Abstract
Purpose:
To investigate whether high glucose (HG)-induced Cx43 downregulation alters claudin-5 expression and affects monolayer permeability and barrier characteristics in rat retinal endothelial cells (RRECs).
Methods:
Rat retinal endothelial cells (RRECs) were grown in normal (N; 5 mM) or high glucose (HG; 30 mM) medium for 7 days, and in parallel, cells grown in N medium were transfected with either Cx43 siRNA or scrambled siRNA as control. Western blot analysis was performed to assess Cx43 and claudin-5 protein expression in the four groups of RRECs. Additionally, to determine Cx43 and claudin-5 association, total protein isolated from cells grown in N or HG medium was subjected to co-immunoprecipitation (co-IP) using Cx43 antibody, followed by Western blot analysis using Cx43 and claudin-5 primary antibodies.
Results:
Western blot analysis indicated significant reduction in Cx43 protein level in cells grown in HG medium (64% of control; p<0.05), and as expected, cells transfected with Cx43 siRNA and grown in N medium showed reduced Cx43 protein level (61% of control; p<0.05). Claudin-5 expression was significantly reduced in cells grown in HG medium (75% of control; p<0.05). Importantly, cells transfected with Cx43 siRNA showed significant downregulation in claudin-5 expression (77% of control; p<0.05).
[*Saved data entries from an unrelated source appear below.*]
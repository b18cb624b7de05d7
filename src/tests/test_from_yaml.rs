#[cfg(test)]
mod tests {
    use std::f64::consts::PI;
    use crate::kinematic_traits::{Joints, Kinematics, JOINTS_AT_ZERO};
    use crate::kinematics_impl::MtmKinematics;
    use crate::manipulator::{DhConvention, Manipulator};
    use crate::parameter_error::ParameterError;
    use crate::parameters_from_file::ManipulatorConfig;
    use crate::utils::{as_radians, assert_pose_eq};

    fn assert_same_model(a: &Manipulator, b: &Manipulator, tolerance: f64) {
        assert_eq!(a.len(), b.len());
        for (i, (x, y)) in a.links().iter().zip(b.links()).enumerate() {
            assert_eq!(x.convention, y.convention, "link {}", i);
            for (name, u, v) in [
                ("alpha", x.alpha, y.alpha),
                ("a", x.a, y.a),
                ("d", x.d, y.d),
                ("offset", x.offset, y.offset),
                ("min", x.limit.min, y.limit.min),
                ("max", x.limit.max, y.limit.max),
            ] {
                let same = (u == v) || (u - v).abs() < tolerance;
                assert!(same, "link {} {}: {} vs {}", i, name, u, v);
            }
        }
        assert_pose_eq(&a.rtw0, &b.rtw0, tolerance, tolerance);
    }

    #[test]
    fn test_parse_default_model() {
        let config = ManipulatorConfig::from_yaml_file("src/tests/data/mtm.yaml")
            .expect("Failed to load the model");
        assert_eq!(config.name.as_deref(), Some("MTM"));
        assert!(config.tool_tip_offset.is_none());
        assert_same_model(&config.manipulator, &Manipulator::mtm(), 1e-12);
    }

    #[test]
    fn test_manipulator_from_yaml_file() {
        let manipulator = Manipulator::from_yaml_file("src/tests/data/mtm_on_console.yaml")
            .expect("Failed to load the model");
        assert_eq!(manipulator.len(), 7);
        assert_eq!(manipulator.links()[0].convention, DhConvention::Standard);
        assert!((manipulator.links()[0].alpha - PI / 2.0).abs() < 1e-12);
        // Last joint has no limits in this file
        assert_eq!(manipulator.links()[6].limit.min, f64::NEG_INFINITY);
        assert_eq!(manipulator.links()[6].limit.max, f64::INFINITY);
    }

    #[test]
    fn test_console_mounted_model() {
        let config = ManipulatorConfig::from_yaml_file("src/tests/data/mtm_on_console.yaml")
            .expect("Failed to load the model");
        assert_eq!(config.name.as_deref(), Some("MTM right"));

        let t = config.manipulator.rtw0.translation.vector;
        assert!((t.x - 0.15).abs() < 1e-12 && (t.y + 0.2).abs() < 1e-12 && (t.z - 0.35).abs() < 1e-12);
        let tool = config.tool_tip_offset.expect("tool tip offset");
        assert!((tool.translation.vector.z - 0.04).abs() < 1e-12);

        // Base frame and tool are both applied
        let bare = MtmKinematics::new(Manipulator::mtm());
        let robot = config.to_robot();
        let joints = as_radians([10, 20, 5, -30, 30, 10, 40]);
        let pose = robot.forward(&joints);
        let without = bare.forward(&joints);
        assert!((pose.translation.vector - without.translation.vector).norm() > 0.1);

        let mut solved: Joints = JOINTS_AT_ZERO;
        assert_eq!(robot.inverse(&pose, &mut solved), Ok(()));
        assert_pose_eq(&pose, &robot.forward(&solved), 1e-9, 1e-9);
    }

    #[test]
    fn test_model_with_longer_upper_arm() {
        let stock = std::fs::read_to_string("src/tests/data/mtm.yaml").expect("model file");
        let longer = stock.replace("a: 0.2794", "a: 0.3200");
        assert_ne!(stock, longer);
        let config = ManipulatorConfig::from_yaml_str(&longer).expect("valid model");
        assert_eq!(config.manipulator.links()[1].a, 0.32);

        let robot = config.to_robot();
        for target in [
            as_radians([10, 20, 5, -30, 30, 10, 40]),
            as_radians([-25, 40, -20, 60, -45, 30, -120]),
        ] {
            let pose = robot.forward(&target);
            let mut solved: Joints = JOINTS_AT_ZERO;
            assert_eq!(robot.inverse(&pose, &mut solved), Ok(()));
            assert_pose_eq(&pose, &robot.forward(&solved), 1e-9, 1e-9);
        }
    }

    #[test]
    fn test_yaml_round_trip() {
        let loaded = ManipulatorConfig::from_yaml_file("src/tests/data/mtm_on_console.yaml")
            .expect("Failed to load the model")
            .manipulator;
        let yaml = loaded.to_yaml();
        println!("{}", yaml);
        let reloaded = ManipulatorConfig::from_yaml_str(&yaml)
            .expect("Failed to parse own output")
            .manipulator;
        // Angles are written in degrees with 4 decimals
        assert_same_model(&loaded, &reloaded, 1e-5);
    }

    #[test]
    fn test_missing_file() {
        let result = ManipulatorConfig::from_yaml_file("src/tests/data/does_not_exist.yaml");
        assert!(matches!(result, Err(ParameterError::IoError(_))));
    }

    #[test]
    fn test_wrong_angle() {
        let result = ManipulatorConfig::from_yaml_file("src/tests/data/invalid/bad_angle.yaml");
        assert!(matches!(result, Err(ParameterError::WrongAngle { .. })), "{:?}", result.err());
    }

    #[test]
    fn test_missing_length() {
        let result = ManipulatorConfig::from_yaml_file("src/tests/data/invalid/missing_length.yaml");
        match result {
            Err(ParameterError::MissingField(field)) => assert_eq!(field, "links[0].a"),
            other => panic!("Expected missing field, got {:?}", other.err()),
        }
    }

    #[test]
    fn test_swapped_limits() {
        let result = ManipulatorConfig::from_yaml_file("src/tests/data/invalid/swapped_limits.yaml");
        assert!(matches!(result, Err(ParameterError::InvalidLimits { link: 0, .. })), "{:?}", result.err());
    }

    #[test]
    fn test_unknown_convention() {
        let result = ManipulatorConfig::from_yaml_file("src/tests/data/invalid/bad_convention.yaml");
        assert!(matches!(result, Err(ParameterError::ParseError(_))), "{:?}", result.err());
    }

    #[test]
    fn test_short_translation() {
        let result = ManipulatorConfig::from_yaml_file("src/tests/data/invalid/short_translation.yaml");
        assert!(matches!(result, Err(ParameterError::InvalidLength { expected: 3, found: 2 })),
                "{:?}", result.err());
    }

    #[test]
    fn test_no_links() {
        let result = ManipulatorConfig::from_yaml_file("src/tests/data/invalid/no_links.yaml");
        assert!(matches!(result, Err(ParameterError::ParseError(_))), "{:?}", result.err());
    }

    #[test]
    fn test_modified_convention() {
        let yaml = "links:\n  - { convention: modified, alpha: deg(-90), a: 0.5, d: 0.25 }\n";
        let config = ManipulatorConfig::from_yaml_str(yaml).expect("valid model");
        let link = config.manipulator.links()[0];
        assert_eq!(link.convention, DhConvention::Modified);
        assert!((link.alpha + PI / 2.0).abs() < 1e-12);
        assert_eq!(link.offset, 0.0);
    }
}
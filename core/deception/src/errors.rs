// Path and File Name : /home/decepticloud/core/deception/src/errors.rs
// Author: nXxBku0CKFAJCBN3X1g3bQk7OxYQylg8CMw1iGsq7gU
// Details of functionality of this file: Error taxonomy for the deception environment - runtime, deployment, signal source and fail-closed configuration failures

use thiserror::Error;

#[derive(Debug, Error)]
pub enum DeceptionError {
    #[error("Asset not found: {0}")]
    AssetNotFound(String),

    #[error("Configuration error: {0}")]
    ConfigurationError(String),

    #[error("Registry validation failed: {0}")]
    RegistryValidationFailed(String),

    #[error("Runtime unreachable: {0}")]
    RuntimeUnreachable(String),

    #[error("Runtime rejected operation: {0}")]
    RuntimeRejected(String),

    #[error("Deployment timed out: {0}")]
    DeploymentTimeout(String),

    #[error("Deployment failed: {0}")]
    DeploymentFailed(String),

    #[error("Inconsistent deployment: {0}")]
    InconsistentDeployment(String),

    #[error("Signal source unavailable: {0}")]
    SignalSourceUnavailable(String),

    #[error("Invalid action index: {0}")]
    InvalidAction(usize),

    #[error("Teardown failed: {0}")]
    TeardownFailed(String),

    #[error("IO error: {0}")]
    Io(#[from] std::io::Error),

    #[error("YAML error: {0}")]
    Yaml(#[from] serde_yaml::Error),

    #[error("JSON error: {0}")]
    Json(#[from] serde_json::Error),

    #[error("HTTP error: {0}")]
    Http(#[from] reqwest::Error),
}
The presence of claudin-5 after co-IP with Cx43 antibody was detected. Furthermore, co-IP results indicated that claudin-5 level was reduced in the HG cells (80% of control; p<0.05) at least in part due to HG-induced reduction in Cx43 and also its physical association with Cx43.
Conclusions:
HG-induced downregulation of Cx43 decreases claudin-5 level and compromises tight junction barrier characteristic in RRECs. Cx43 upregulation may not only improve gap junction intercellular communication activity, but also ultimately prevent HG-induced excess vascular permeability associated with diabetic retinopathy.